Dans le domaine de l’alimentation : La Ruche qui dit Oui, un acteur majeur des circuits courts qui a développé de nouveaux débouchés en direct pour de nombreux petits producteurs. Les Côteaux Nantais où le respect et l’observation du vivant mènent à des produits de haute
qualité reposant sur la biodiversité mais aussi à des solutions de transformation pour éviter le gaspillage. Biogroupe avec l’utilisation de la fermentation pour du Kombucha et des desserts végétaux, et bien sûr Miimosa, plateforme de crowdfunding dédiée aux projets d’agriculture et d’alimentation durables. Dans le contexte d’une nouvelle économie, je peux citer SofiGroupe qui reconditionne les téléphones portables ou SOS Accessoire qui permet de réparer soi-même son électroménager grâce à leurs diagnostics et tutos en ligne, et à la vente de la pièce détachée nécessaire. Ces deux entreprises représentent une économie de matière et une baisse d’extraction de matière considérable. Enfin Patatam, véritable logisticien du vêtement d’occasion. Il y a aussi des associations, à titre personnel par exemple Terre de Liens et Slow Food, ou l’ESS en Suisse.

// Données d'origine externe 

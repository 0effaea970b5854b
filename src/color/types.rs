use std::fmt;
use std::str::FromStr;

use image::Rgb;
use serde::{Deserialize, Serialize};

use crate::error::{VisionError, VisionResult};

/// 8-bit RGB color
#[derive(Debug, Clone, Copy, PartialEq, Eq, Hash, Default, Serialize, Deserialize)]
pub struct Color {
    pub r: u8,
    pub g: u8,
    pub b: u8,
}

impl Color {
    pub const fn new(r: u8, g: u8, b: u8) -> Self {
        Self { r, g, b }
    }

    /// Build a color from integer channels, each of which must be in `0..=255`
    pub fn from_rgb(r: i32, g: i32, b: i32) -> VisionResult<Self> {
        let channel = |value: i32, name: &str| {
            u8::try_from(value).map_err(|_| {
                VisionError::invalid_color(
                    format!("({r}, {g}, {b})"),
                    format!("channel {name}={value} is out of range"),
                )
            })
        };
        Ok(Self::new(channel(r, "r")?, channel(g, "g")?, channel(b, "b")?))
    }

    /// Parse `#RRGGBB` (case-insensitive)
    pub fn from_hex(input: &str) -> VisionResult<Self> {
        let Some(digits) = input.strip_prefix('#') else {
            return Err(VisionError::invalid_color(input, "hex color must start with '#'"));
        };
        if digits.len() != 6 || !digits.chars().all(|c| c.is_ascii_hexdigit()) {
            return Err(VisionError::invalid_color(input, "hex color must have 6 hex digits"));
        }
        let channel = |i: usize| {
            u8::from_str_radix(&digits[i..i + 2], 16)
                .map_err(|e| VisionError::invalid_color(input, e.to_string()))
        };
        Ok(Self::new(channel(0)?, channel(2)?, channel(4)?))
    }

    /// Lowercase `#rrggbb`
    pub fn to_hex(&self) -> String {
        format!("#{:02x}{:02x}{:02x}", self.r, self.g, self.b)
    }

    pub fn to_hls(&self) -> HlsColor {
        HlsColor::from_rgb(self.r, self.g, self.b)
    }
}

impl fmt::Display for Color {
    fn fmt(&self, f: &mut fmt::Formatter<'_>) -> fmt::Result {
        f.write_str(&self.to_hex())
    }
}

impl FromStr for Color {
    type Err = VisionError;

    fn from_str(s: &str) -> Result<Self, Self::Err> {
        Self::from_hex(s)
    }
}

impl From<Rgb<u8>> for Color {
    fn from(pixel: Rgb<u8>) -> Self {
        Self::new(pixel[0], pixel[1], pixel[2])
    }
}

impl From<Color> for Rgb<u8> {
    fn from(color: Color) -> Self {
        Rgb([color.r, color.g, color.b])
    }
}

/// Anything accepted where a color is expected
pub trait IntoColor {
    fn into_color(self) -> VisionResult<Color>;
}

impl IntoColor for Color {
    fn into_color(self) -> VisionResult<Color> {
        Ok(self)
    }
}

impl IntoColor for &str {
    fn into_color(self) -> VisionResult<Color> {
        Color::from_hex(self)
    }
}

impl IntoColor for String {
    fn into_color(self) -> VisionResult<Color> {
        Color::from_hex(&self)
    }
}

impl IntoColor for &String {
    fn into_color(self) -> VisionResult<Color> {
        Color::from_hex(self)
    }
}

impl IntoColor for (u8, u8, u8) {
    fn into_color(self) -> VisionResult<Color> {
        Ok(Color::new(self.0, self.1, self.2))
    }
}

impl IntoColor for [u8; 3] {
    fn into_color(self) -> VisionResult<Color> {
        Ok(Color::new(self[0], self[1], self[2]))
    }
}

impl IntoColor for (i32, i32, i32) {
    fn into_color(self) -> VisionResult<Color> {
        Color::from_rgb(self.0, self.1, self.2)
    }
}

impl IntoColor for &[i32] {
    fn into_color(self) -> VisionResult<Color> {
        match self {
            [r, g, b] => Color::from_rgb(*r, *g, *b),
            _ => Err(VisionError::invalid_color(
                format!("{self:?}"),
                format!("expected 3 channels, got {}", self.len()),
            )),
        }
    }
}

/// 8-bit HLS with OpenCV's scaling: `h` in `0..=180`, `l` and `s` in `0..=255`
#[derive(Debug, Clone, Copy, PartialEq, Eq, Hash)]
pub struct HlsColor {
    pub h: u8,
    pub l: u8,
    pub s: u8,
}

impl HlsColor {
    pub fn from_rgb(r: u8, g: u8, b: u8) -> Self {
        let r = r as f32 / 255.0;
        let g = g as f32 / 255.0;
        let b = b as f32 / 255.0;
        let vmax = r.max(g).max(b);
        let vmin = r.min(g).min(b);
        let diff = vmax - vmin;
        let l = (vmax + vmin) * 0.5;

        let (mut h, mut s) = (0.0, 0.0);
        if diff > f32::EPSILON {
            s = if l < 0.5 {
                diff / (vmax + vmin)
            } else {
                diff / (2.0 - vmax - vmin)
            };
            let scale = 60.0 / diff;
            h = if vmax == r {
                (g - b) * scale
            } else if vmax == g {
                (b - r) * scale + 120.0
            } else {
                (r - g) * scale + 240.0
            };
            if h < 0.0 {
                h += 360.0;
            }
        }

        Self {
            h: saturate(h * 0.5),
            l: saturate(l * 255.0),
            s: saturate(s * 255.0),
        }
    }

    /// Normalized distance in `[0, 1]` with hue weighted double
    pub fn distance(&self, other: &HlsColor) -> f32 {
        let dh = (self.h as f32 - other.h as f32).abs();
        let dh = dh.min(180.0 - dh) / 90.0;
        let dl = (self.l as f32 - other.l as f32).abs() / 255.0;
        let ds = (self.s as f32 - other.s as f32).abs() / 255.0;
        ((2.0 * dh).powi(2) + dl.powi(2) + ds.powi(2)).sqrt() / 6f32.sqrt()
    }
}

fn saturate(value: f32) -> u8 {
    value.round_ties_even().clamp(0.0, 255.0) as u8
}

#[cfg(test)]
mod tests {
    use super::*;
    use approx::assert_abs_diff_eq;

    #[test]
    fn test_hex_round_trip() {
        for hex in ["#000000", "#ffffff", "#fc545f", "#0a1b2c"] {
            assert_eq!(Color::from_hex(hex).unwrap().to_hex(), hex);
        }
        assert_eq!(Color::from_hex("#FC545F").unwrap(), Color::new(252, 84, 95));
        let parsed: Color = "#102030".parse().unwrap();
        assert_eq!(parsed.to_string(), "#102030");
    }

    #[test]
    fn test_channels_survive_hex() {
        for r in (0..=255).step_by(17) {
            for g in (0..=255).step_by(51) {
                for b in [0, 1, 127, 128, 254, 255] {
                    let color = Color::from_rgb(r, g, b).unwrap();
                    let back = Color::from_hex(&color.to_hex()).unwrap();
                    assert_eq!((back.r, back.g, back.b), (r as u8, g as u8, b as u8));
                }
            }
        }
    }

    #[test]
    fn test_invalid_hex_strings() {
        for input in ["fc545f", "#fc54", "#fc545f00", "#gg0000", "", "#"] {
            let err = Color::from_hex(input).unwrap_err();
            assert!(matches!(err, VisionError::InvalidColor { .. }), "{input}");
        }
        assert!(Color::from_hex("#ffff").unwrap_err().to_string().contains("#RRGGBB"));
    }

    #[test]
    fn test_into_color_inputs() {
        let expected = Color::new(1, 2, 3);
        assert_eq!("#010203".into_color().unwrap(), expected);
        assert_eq!(String::from("#010203").into_color().unwrap(), expected);
        assert_eq!((1u8, 2u8, 3u8).into_color().unwrap(), expected);
        assert_eq!([1u8, 2, 3].into_color().unwrap(), expected);
        assert_eq!((1i32, 2, 3).into_color().unwrap(), expected);
        assert_eq!([1i32, 2, 3][..].into_color().unwrap(), expected);
    }

    #[test]
    fn test_invalid_tuples() {
        assert!((256i32, 0, 0).into_color().is_err());
        assert!((0i32, -1, 0).into_color().is_err());
        assert!([1i32, 2][..].into_color().is_err());
        assert!([1i32, 2, 3, 4][..].into_color().is_err());
    }

    #[test]
    fn test_hls_primaries() {
        assert_eq!(HlsColor::from_rgb(255, 0, 0), HlsColor { h: 0, l: 128, s: 255 });
        assert_eq!(HlsColor::from_rgb(0, 255, 0), HlsColor { h: 60, l: 128, s: 255 });
        assert_eq!(HlsColor::from_rgb(0, 0, 255), HlsColor { h: 120, l: 128, s: 255 });
        assert_eq!(HlsColor::from_rgb(255, 255, 255), HlsColor { h: 0, l: 255, s: 0 });
        assert_eq!(HlsColor::from_rgb(0, 0, 0), HlsColor { h: 0, l: 0, s: 0 });
    }

    #[test]
    fn test_hls_distance() {
        let red = HlsColor::from_rgb(255, 0, 0);
        assert_abs_diff_eq!(red.distance(&red), 0.0);
        let black = HlsColor::from_rgb(0, 0, 0);
        let white = HlsColor::from_rgb(255, 255, 255);
        assert_abs_diff_eq!(black.distance(&white), 1.0 / 6f32.sqrt(), epsilon = 1e-6);
        // Hue wraps around at 180
        let a = HlsColor { h: 2, l: 100, s: 100 };
        let b = HlsColor { h: 178, l: 100, s: 100 };
        assert_abs_diff_eq!(a.distance(&b), (2.0 * 4.0 / 90.0) / 6f32.sqrt(), epsilon = 1e-6);
    }
}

Quelle est votre méthodologie de gestion de l’impact pour les entreprises dans lesquelles vous investissez
En 2017, nous sommes passés de la mesure d'impact à la gestion active de l'impact. Notre méthodologie repose sur quatre objectifs transversaux qui sont intégrés dans l'ensemble du processus d'investissement, de l'identification des opportunités à la diligence raisonnable, de la gestion des investissements à la sortie. Co-construits avec les entreprises cibles, ces quatre objectifs sont :
- la promotion de la production et la consommation circulaires,
- l’optimisation de l'utilisation des ressources naturelles,
- la promotion d’une chaîne de valeur équitable,
- l’accompagnement des communauté locales.
Ces objectifs sont déclinés en 16 indicateurs, évalués pour chaque entreprise. L'engagement de Quadia est d'aider les entreprises à maximiser la création d'impact tout au long de la période d'investissement. Cette méthode permet d'aller au-delà de la simple mesure d'impact, selon un plan d'action qui correspond au cœur de la Théorie du Changement que nous avons développée. Notre particularité est d’avoir une action transversale. On fait en sorte que l’impact devienne stratégique pour l’entreprise au lieu de se contenter de s’attribuer l’impact que crée l’entreprise.
Selon vous, comment favoriser l’investissement à impact ?
Tout investissement a un impact. Dans le cadre de la transformation environnementale et sociale de notre économie, il y a l’investissement qui réduit l’impact négatif et celui qui crée l’impact positif. Pour favoriser l’investissement à impact, je pense qu’il faut qu’il devienne naturel et évident car c’est bien de notre avenir à tous dont il s’agit en interdépendance. Il convient donc de privilégier au sein de toute la population l’éducation et la compréhension de notre environnement. Cela s’appuie sur des consommateurs moins individualistes, des actionnaires avec une vision commune du rôle de l’entreprise ne se limitant pas au seul profit à court terme (comme en bourse avec des investissements indiciels) et un Etat régalien qui oriente et soutient la transformation sociale (comme par exemple la juste répartition de la richesse créée et de la gouvernance) et environnementale, (comme la juste prise en compte des externalités).